◆ Source records ◆

# # #

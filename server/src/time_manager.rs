use meridian_shared::Tick;

/// Owns the server's logical clock. Ticks only move forward, one at a time,
/// when the owning server advances.
pub struct TimeManager {
    current_tick: Tick,
}

impl TimeManager {
    pub fn new() -> Self {
        Self { current_tick: 0 }
    }

    pub fn current_tick(&self) -> Tick {
        self.current_tick
    }

    pub(crate) fn advance(&mut self) -> Tick {
        self.current_tick += 1;
        self.current_tick
    }
}

impl Default for TimeManager {
    fn default() -> Self {
        Self::new()
    }
}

# # #

◆ How to complete this task ◆
Repeat the entries exactly, leaving nothing out.

◆ Exercise answer ◆
filename server/src/time_manager.rs
use meridian_shared::Tick;

/// Owns the server's logical clock. Ticks only move forward, one at a time,
/// when the owning server advances.
pub struct TimeManager {
    current_tick: Tick,
}

impl TimeManager {
    pub fn new() -> Self {
        Self { current_tick: 0 }
    }

    pub fn current_tick(&self) -> Tick {
        self.current_tick
    }

    pub(crate) fn advance(&mut self) -> Tick {
        self.current_tick += 1;
        self.current_tick
    }
}

impl Default for TimeManager {
    fn default() -> Self {
        Self::new()
    }
}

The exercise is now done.